Table 1 presents an analysis of the storage used for all captured documents. From March, 1996 to June 1998, 41,174 documents with a total of 169,643 pages were captured by the system. Of these, 2468 originated on the copier. A total of 9 GB were needed to store all the information needed by the system. Analysis of printed vs. copied documents shows that on average a printed document contains 4.7 pages. A copied document contains an average of 3.5 pages. The complete data set contains 94% printed documents and 6% copied documents.

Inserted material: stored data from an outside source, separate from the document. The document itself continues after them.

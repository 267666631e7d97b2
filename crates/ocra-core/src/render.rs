//! Text renderings of a recipe.
//!
//! Two formats exist: the plain text placed on the clipboard by "copy", and
//! the printable markdown page. Both take the unit system the user selected
//! for the recipe; optional sections only appear when the recipe has them.

use std::fmt::Write;

use crate::models::Recipe;
use crate::view::{RecipeView, UnitSystem};

/// Renders the clipboard text of a recipe.
///
/// ```text
/// Recipe: Toast
/// Crisp bread.
///
/// Prep Time: 2 min
/// Cook Time: 1 min
/// Servings: 1
///
/// Ingredients:
/// 1 slice Bread
///
/// Instructions:
/// 1. Toast it.
/// ```
///
/// A `Tips:` block follows when the recipe has tips.
pub fn render_plain_text(recipe: &Recipe, units: UnitSystem) -> String {
    let mut out = String::new();

    // Writing to a String cannot fail.
    let _ = writeln!(out, "Recipe: {}", recipe.name);
    let _ = writeln!(out, "{}", recipe.description);
    out.push('\n');
    let _ = writeln!(out, "Prep Time: {}", recipe.prep_time);
    let _ = writeln!(out, "Cook Time: {}", recipe.cook_time);
    let _ = writeln!(out, "Servings: {}", recipe.servings);
    out.push('\n');

    out.push_str("Ingredients:\n");
    for ingredient in &recipe.ingredients {
        let _ = writeln!(out, "{}", ingredient.display(units));
    }
    out.push('\n');

    out.push_str("Instructions:\n");
    for (index, step) in recipe.instructions.iter().enumerate() {
        let _ = writeln!(out, "{}. {}", index + 1, step);
    }

    if recipe.has_tips() {
        out.push_str("\nTips:\n");
        for tip in recipe.tips() {
            let _ = writeln!(out, "{}", tip);
        }
    }

    out.trim().to_string()
}

/// Renders the printable page as markdown.
pub fn render_page(recipe: &Recipe, units: UnitSystem) -> String {
    let mut out = String::new();

    let _ = writeln!(out, "# {}\n", recipe.name);
    if !recipe.description.is_empty() {
        let _ = writeln!(out, "{}\n", recipe.description);
    }

    let timing: Vec<String> = [
        ("Prep", &recipe.prep_time),
        ("Cook", &recipe.cook_time),
        ("Serves", &recipe.servings),
    ]
    .into_iter()
    .filter(|(_, value)| !value.is_empty())
    .map(|(label, value)| format!("**{}:** {}", label, value))
    .collect();
    if !timing.is_empty() {
        let _ = writeln!(out, "{}\n", timing.join(" | "));
    }

    let _ = writeln!(out, "## Ingredients ({})\n", units);
    for ingredient in &recipe.ingredients {
        let _ = writeln!(out, "- {}", ingredient.display(units));
    }
    out.push('\n');

    out.push_str("## Instructions\n\n");
    for (index, step) in recipe.instructions.iter().enumerate() {
        let _ = writeln!(out, "{}. {}", index + 1, step);
    }

    if recipe.has_tips() {
        out.push_str("\n## Chef's Tips\n\n");
        for tip in recipe.tips() {
            let _ = writeln!(out, "- {}", tip);
        }
    }

    if let Some(nutrition) = recipe.nutrition() {
        out.push_str("\n## Nutrition (per serving)\n\n");
        for (label, value) in nutrition.entries() {
            let _ = writeln!(out, "- {}: {}", label, value);
        }
    }

    if let Some(image) = recipe.image_url.as_deref().filter(|u| !u.is_empty()) {
        let _ = write!(out, "\n![{}]({})\n", recipe.name, image);
    }

    out.trim_end().to_string()
}

/// One-line summary of the user's view of a recipe, e.g.
/// `metric | ★★★★☆ | saved`.
pub fn render_status_line(view: RecipeView, saved: bool) -> String {
    let rating = view
        .rating
        .map(|r| r.to_string())
        .unwrap_or_else(|| "unrated".to_string());
    let saved = if saved { "saved" } else { "not saved" };
    format!("{} | {} | {}", view.units, rating, saved)
}
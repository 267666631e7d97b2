//! Key-value store implementations.
//!
//! [`FileStore`] keeps every key in one JSON object on disk, mirroring how a
//! browser's local storage holds opaque string values per key.
//! [`MemoryStore`] is the in-process equivalent used by tests and by the
//! CLI when persistence is disabled.

use std::collections::{BTreeMap, HashMap};
use std::path::{Path, PathBuf};
use std::sync::{Arc, Mutex};

use crate::error::AppError;
use crate::traits::KeyValueStore;

/// File name of the store inside the data directory.
pub const STORE_FILE_NAME: &str = "storage.json";

/// Returns the default data directory: `~/.local/share/ocra` on Linux.
pub fn default_data_dir() -> Option<PathBuf> {
    dirs::data_dir().map(|p| p.join("ocra"))
}

/// JSON-file backed key-value store.
///
/// Every write rewrites the whole file through a temporary sibling and a
/// rename, so a crash never leaves a half-written store behind.
#[derive(Debug, Clone)]
pub struct FileStore {
    path: PathBuf,
}

impl FileStore {
    /// Creates a store backed by the file at `path`. The file is created on
    /// first write.
    pub fn new(path: impl Into<PathBuf>) -> Self {
        Self { path: path.into() }
    }

    /// Creates a store at `<dir>/storage.json`.
    pub fn in_dir(dir: &Path) -> Self {
        Self::new(dir.join(STORE_FILE_NAME))
    }

    pub fn path(&self) -> &Path {
        &self.path
    }

    fn read_all(&self) -> Result<BTreeMap<String, String>, AppError> {
        if !self.path.exists() {
            return Ok(BTreeMap::new());
        }

        let content = std::fs::read_to_string(&self.path).map_err(|e| {
            AppError::StorageError(format!(
                "Failed to read '{}': {}",
                self.path.display(),
                e
            ))
        })?;

        if content.trim().is_empty() {
            return Ok(BTreeMap::new());
        }

        serde_json::from_str(&content).map_err(|e| {
            AppError::StorageError(format!(
                "Corrupt store '{}': {}",
                self.path.display(),
                e
            ))
        })
    }

    fn write_all(&self, entries: &BTreeMap<String, String>) -> Result<(), AppError> {
        let io_err = |e: std::io::Error| {
            AppError::StorageError(format!(
                "Failed to write '{}': {}",
                self.path.display(),
                e
            ))
        };

        if let Some(parent) = self.path.parent() {
            std::fs::create_dir_all(parent).map_err(io_err)?;
        }

        let content = serde_json::to_string_pretty(entries)?;
        let tmp = self.path.with_extension("json.tmp");
        std::fs::write(&tmp, content).map_err(io_err)?;
        std::fs::rename(&tmp, &self.path).map_err(io_err)?;
        Ok(())
    }
}

impl KeyValueStore for FileStore {
    fn get(&self, key: &str) -> Result<Option<String>, AppError> {
        Ok(self.read_all()?.remove(key))
    }

    fn set(&self, key: &str, value: &str) -> Result<(), AppError> {
        let mut entries = self.read_all()?;
        entries.insert(key.to_string(), value.to_string());
        self.write_all(&entries)
    }

    fn remove(&self, key: &str) -> Result<(), AppError> {
        let mut entries = self.read_all()?;
        if entries.remove(key).is_some() {
            self.write_all(&entries)?;
        }
        Ok(())
    }
}

/// In-memory key-value store. Clones share the same entries.
#[derive(Debug, Clone, Default)]
pub struct MemoryStore {
    entries: Arc<Mutex<HashMap<String, String>>>,
}

impl MemoryStore {
    pub fn new() -> Self {
        Self::default()
    }
}

impl KeyValueStore for MemoryStore {
    fn get(&self, key: &str) -> Result<Option<String>, AppError> {
        Ok(self.entries.lock().unwrap().get(key).cloned())
    }

    fn set(&self, key: &str, value: &str) -> Result<(), AppError> {
        self.entries
            .lock()
            .unwrap()
            .insert(key.to_string(), value.to_string());
        Ok(())
    }

    fn remove(&self, key: &str) -> Result<(), AppError> {
        self.entries.lock().unwrap().remove(key);
        Ok(())
    }
}
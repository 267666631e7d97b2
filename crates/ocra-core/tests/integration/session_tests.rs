//! Integration tests for SearchSession.
//!
//! These tests drive a session over a real `RecipeService` with a scripted
//! backend and check the state machine, the shareable link and the
//! latest-request-wins rule.

use std::time::Duration;

use crate::integration::common::{
    Answer, MockBackend, ReadOnlyStore, UnavailableStore, recipe_json, start_url,
};
use ocra_core::error::GeminiErrorKind;
use ocra_core::navigation::dish_param;
use ocra_core::saved::SAVED_RECIPES_KEY;
use ocra_core::traits::KeyValueStore;
use ocra_core::{
    MemoryStore, RecipeService, RecipeView, SavedRecipes, SearchSession, SearchState,
    SubmitOutcome, UnitSystem,
};
use url::Url;

fn session_with(backend: MockBackend) -> SearchSession<RecipeService<MockBackend>> {
    SearchSession::new(RecipeService::new(backend), start_url())
}

fn failing(dish: &str) -> MockBackend {
    MockBackend::new().answer(
        dish,
        Answer::Error(GeminiErrorKind::ServerError, "boom".to_string()),
    )
}

#[tokio::test]
async fn test_initial_state_is_idle() {
    let session = session_with(MockBackend::new());
    assert_eq!(session.state(), SearchState::Idle);
    assert!(session.current_recipe().is_none());
    assert!(session.error_message().is_none());
    assert!(!session.is_loading());
}

#[tokio::test]
async fn test_empty_query_issues_no_request() {
    let backend = MockBackend::new();
    let session = session_with(backend.clone());

    assert_eq!(session.submit("").await, SubmitOutcome::Ignored);
    assert_eq!(session.state(), SearchState::Idle);
    assert_eq!(backend.call_count(), 0);
}

#[tokio::test]
async fn test_loading_while_request_in_flight() {
    let backend = MockBackend::new().answer_after(
        "Stew",
        Answer::Text(recipe_json("Stew")),
        Duration::from_millis(30),
    );
    let session = session_with(backend);

    let (outcome, seen) = tokio::join!(session.submit("Stew"), async {
        tokio::task::yield_now().await;
        session.state()
    });

    assert_eq!(
        seen,
        SearchState::Loading {
            query: "Stew".to_string()
        }
    );
    assert!(seen.recipe().is_none());
    assert_eq!(outcome, SubmitOutcome::Succeeded);
    assert!(!session.is_loading());
}

#[tokio::test]
async fn test_success_sets_recipe_and_pushes_link() {
    let backend =
        MockBackend::new().answer("Spaghetti Carbonara", Answer::Text(recipe_json("Carbonara")));
    let session = session_with(backend);

    let outcome = session.submit("Spaghetti Carbonara").await;

    assert_eq!(outcome, SubmitOutcome::Succeeded);
    assert_eq!(session.current_recipe().unwrap().name, "Carbonara");
    assert!(session.error_message().is_none());

    let url = session.current_url();
    assert_eq!(url.query(), Some("dish=Spaghetti%20Carbonara"));
    assert_eq!(dish_param(&url).as_deref(), Some("Spaghetti Carbonara"));
    assert_eq!(session.history().len(), 2);
}

#[tokio::test]
async fn test_each_success_is_a_history_entry() {
    let session = session_with(MockBackend::new());

    session.submit("Toast").await;
    session.submit("Soup").await;

    let history = session.history();
    assert_eq!(history.len(), 3);
    assert_eq!(dish_param(&history[1]).as_deref(), Some("Toast"));
    assert_eq!(dish_param(&history[2]).as_deref(), Some("Soup"));

    let back = session.back().unwrap();
    assert_eq!(dish_param(&back).as_deref(), Some("Toast"));
    assert_eq!(session.current_url(), back);
    let forward = session.forward().unwrap();
    assert_eq!(dish_param(&forward).as_deref(), Some("Soup"));
}

#[tokio::test]
async fn test_failure_shows_message_and_clears_link() {
    let session = session_with(failing("Mystery"));

    session.submit("Toast").await;
    let outcome = session.submit("Mystery").await;

    assert_eq!(outcome, SubmitOutcome::Failed);
    assert!(session.current_recipe().is_none());
    let message = session.error_message().unwrap();
    assert!(message.starts_with("Failed to generate recipe from AI: "));
    assert!(message.contains("boom"));

    // The link no longer names a dish, and the earlier entries survive.
    assert_eq!(dish_param(&session.current_url()), None);
    let history = session.history();
    assert_eq!(history.len(), 3);
    assert_eq!(dish_param(&history[1]).as_deref(), Some("Toast"));
}

#[tokio::test]
async fn test_failure_keeps_other_query_params() {
    let backend = failing("Mystery");
    let start = Url::parse("https://ocra.app/?theme=dark&dish=Toast").unwrap();
    let session = SearchSession::new(RecipeService::new(backend), start);

    session.submit("Mystery").await;

    assert_eq!(session.current_url().query(), Some("theme=dark"));
}

#[tokio::test]
async fn test_failure_without_dish_adds_no_entry() {
    let session = session_with(failing("Mystery"));

    session.submit("Mystery").await;

    assert_eq!(session.history(), vec![start_url()]);

    // Other params written with `+` are not re-encoded into a new entry.
    let start = Url::parse("https://ocra.app/?q=a+b").unwrap();
    let session = SearchSession::new(RecipeService::new(failing("Mystery")), start.clone());

    session.submit("Mystery").await;

    assert_eq!(session.history(), vec![start.clone()]);
    assert_eq!(session.current_url(), start);
}

#[tokio::test]
async fn test_replaying_history_keeps_entries() {
    let backend = MockBackend::new();
    let session = session_with(backend.clone());

    session.submit("Toast").await;
    session.submit("Soup").await;
    let before = session.history();

    let back = session.back().unwrap();
    assert_eq!(dish_param(&back).as_deref(), Some("Toast"));
    assert_eq!(session.replay_current().await, Some(SubmitOutcome::Succeeded));
    assert_eq!(session.history(), before);
    assert_eq!(session.current_url(), back);

    let forward = session.forward().unwrap();
    assert_eq!(dish_param(&forward).as_deref(), Some("Soup"));
    assert_eq!(session.replay_current().await, Some(SubmitOutcome::Succeeded));

    session.back().unwrap();
    session.replay_current().await;
    assert_eq!(session.back().unwrap(), start_url());
    assert_eq!(session.replay_current().await, None);

    assert_eq!(session.history(), before);
    // Two searches and three replays. The start page issues nothing.
    assert_eq!(backend.call_count(), 5);
}

#[tokio::test]
async fn test_failed_replay_keeps_entries() {
    let backend = MockBackend::new().answer(
        "Toast",
        Answer::Error(GeminiErrorKind::ServerError, "boom".to_string()),
    );
    let session = SearchSession::new(
        RecipeService::new(backend),
        Url::parse("https://ocra.app/?dish=Toast").unwrap(),
    );
    session.submit("Soup").await;
    let before = session.history();

    session.back().unwrap();
    assert_eq!(session.replay_current().await, Some(SubmitOutcome::Failed));

    assert!(session.error_message().is_some());
    assert_eq!(session.history(), before);
    assert_eq!(dish_param(&session.current_url()).as_deref(), Some("Toast"));
}

#[tokio::test]
async fn test_new_search_clears_previous_error() {
    let session = session_with(failing("Mystery"));

    session.submit("Mystery").await;
    assert!(session.error_message().is_some());

    session.submit("Toast").await;
    assert!(session.error_message().is_none());
    assert!(session.current_recipe().is_some());
}

#[tokio::test]
async fn test_startup_replays_shared_link() {
    let backend = MockBackend::new();
    let start = Url::parse("https://ocra.app/?dish=Spaghetti%20Carbonara").unwrap();
    let session = SearchSession::new(RecipeService::new(backend.clone()), start);

    let outcome = session.startup().await;

    assert_eq!(outcome, Some(SubmitOutcome::Succeeded));
    let prompts = backend.prompts();
    assert_eq!(prompts.len(), 1);
    assert!(prompts[0].contains("\"Spaghetti Carbonara\""));
    assert!(!prompts[0].contains("%20"));
}

#[tokio::test]
async fn test_startup_decodes_plus_as_space() {
    let backend = MockBackend::new();
    let start = Url::parse("https://ocra.app/?dish=Fish+and+chips").unwrap();
    let session = SearchSession::new(RecipeService::new(backend.clone()), start);

    session.startup().await;

    assert!(backend.prompts()[0].contains("\"Fish and chips\""));
}

#[tokio::test]
async fn test_startup_without_or_with_empty_dish() {
    let backend = MockBackend::new();

    let session = session_with(backend.clone());
    assert_eq!(session.startup().await, None);

    let start = Url::parse("https://ocra.app/?dish=").unwrap();
    let session = SearchSession::new(RecipeService::new(backend.clone()), start);
    assert_eq!(session.startup().await, None);

    assert_eq!(backend.call_count(), 0);
}

#[tokio::test]
async fn test_latest_submission_wins() {
    let backend = MockBackend::new()
        .answer_after(
            "Slow",
            Answer::Text(recipe_json("Slow")),
            Duration::from_millis(50),
        )
        .answer("Fast", Answer::Text(recipe_json("Fast")));
    let session = session_with(backend);

    let (slow, fast) = tokio::join!(session.submit("Slow"), session.submit("Fast"));

    assert_eq!(slow, SubmitOutcome::Stale);
    assert_eq!(fast, SubmitOutcome::Succeeded);
    assert_eq!(session.current_recipe().unwrap().name, "Fast");
    assert_eq!(dish_param(&session.current_url()).as_deref(), Some("Fast"));
    assert_eq!(session.history().len(), 2);
}

#[tokio::test]
async fn test_stale_failure_does_not_touch_state() {
    let backend = MockBackend::new()
        .answer_after(
            "Slow",
            Answer::Error(GeminiErrorKind::ServerError, "late".to_string()),
            Duration::from_millis(50),
        )
        .answer("Fast", Answer::Text(recipe_json("Fast")));
    let session = session_with(backend);

    let (slow, _) = tokio::join!(session.submit("Slow"), session.submit("Fast"));

    assert_eq!(slow, SubmitOutcome::Stale);
    assert!(session.error_message().is_none());
    assert_eq!(dish_param(&session.current_url()).as_deref(), Some("Fast"));
}

#[tokio::test]
async fn test_toggle_save_and_saved_flag() {
    let session = session_with(MockBackend::new());
    session.submit("Toast").await;
    let recipe = session.current_recipe().unwrap();

    let saved = SavedRecipes::new(MemoryStore::new());
    assert!(!session.is_saved(&saved, &recipe.name));
    assert!(session.toggle_save(&saved, &recipe));
    assert!(session.is_saved(&saved, &recipe.name));
    assert!(!session.toggle_save(&saved, &recipe));
    assert!(saved.list().unwrap().is_empty());
}

#[tokio::test]
async fn test_toggle_save_write_failure_keeps_flag() {
    let session = session_with(MockBackend::new());
    session.submit("Toast").await;
    let recipe = session.current_recipe().unwrap();

    // Already saved, but the store refuses writes.
    let store = ReadOnlyStore::default();
    let blob = serde_json::to_string(&vec![recipe.clone()]).unwrap();
    store.inner.set(SAVED_RECIPES_KEY, &blob).unwrap();
    let saved = SavedRecipes::new(store);

    assert!(session.toggle_save(&saved, &recipe));
    assert!(session.is_saved(&saved, &recipe.name));
}

#[tokio::test]
async fn test_toggle_save_unavailable_store() {
    let session = session_with(MockBackend::new());
    session.submit("Toast").await;
    let recipe = session.current_recipe().unwrap();

    let saved = SavedRecipes::new(UnavailableStore);
    assert!(!session.toggle_save(&saved, &recipe));
    // The page is still usable.
    assert!(session.current_recipe().is_some());
}

#[tokio::test]
async fn test_view_preferences_are_per_recipe() {
    let session = session_with(MockBackend::new());
    session.submit("Toast").await;
    let name = session.current_recipe().unwrap().name;

    session.toggle_units(&name);
    session.set_rating(&name, 5).unwrap();

    let view = session.view_state(&name);
    assert_eq!(view.units, UnitSystem::Metric);
    assert_eq!(view.rating.map(|r| r.stars()), Some(5));
    assert_eq!(session.view_state("Other"), RecipeView::default());
}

| time | source¹ | number of docs | number of pages | total storage | storege per page |
|---|---|---|---|---|---|
| March 1996 to June 1998 | printers + copier | 41,174 | 169,643 | 9.0 GB | 56 KB |
Table 2 presents an analysis of the source of accessed documents. These data were produced by analyzing the web server logs from a 3 month period (April - June, 1996). Every 72 dpi page image viewed by one of the users had been recorded along with the time of that access. The date when the image had been created was also available. A differentiation was also made between documents that had originally been printed and those that had been copied. The results in Table 2 show that of the 1261 pages viewed, 67% of them had originated as printed documents, 28% had been copied. This is much higher than the proportion of copied documents in the population (6%) and suggests, not surprisingly, that copied documents are used more frequently (relative to their sample size) than printed ones.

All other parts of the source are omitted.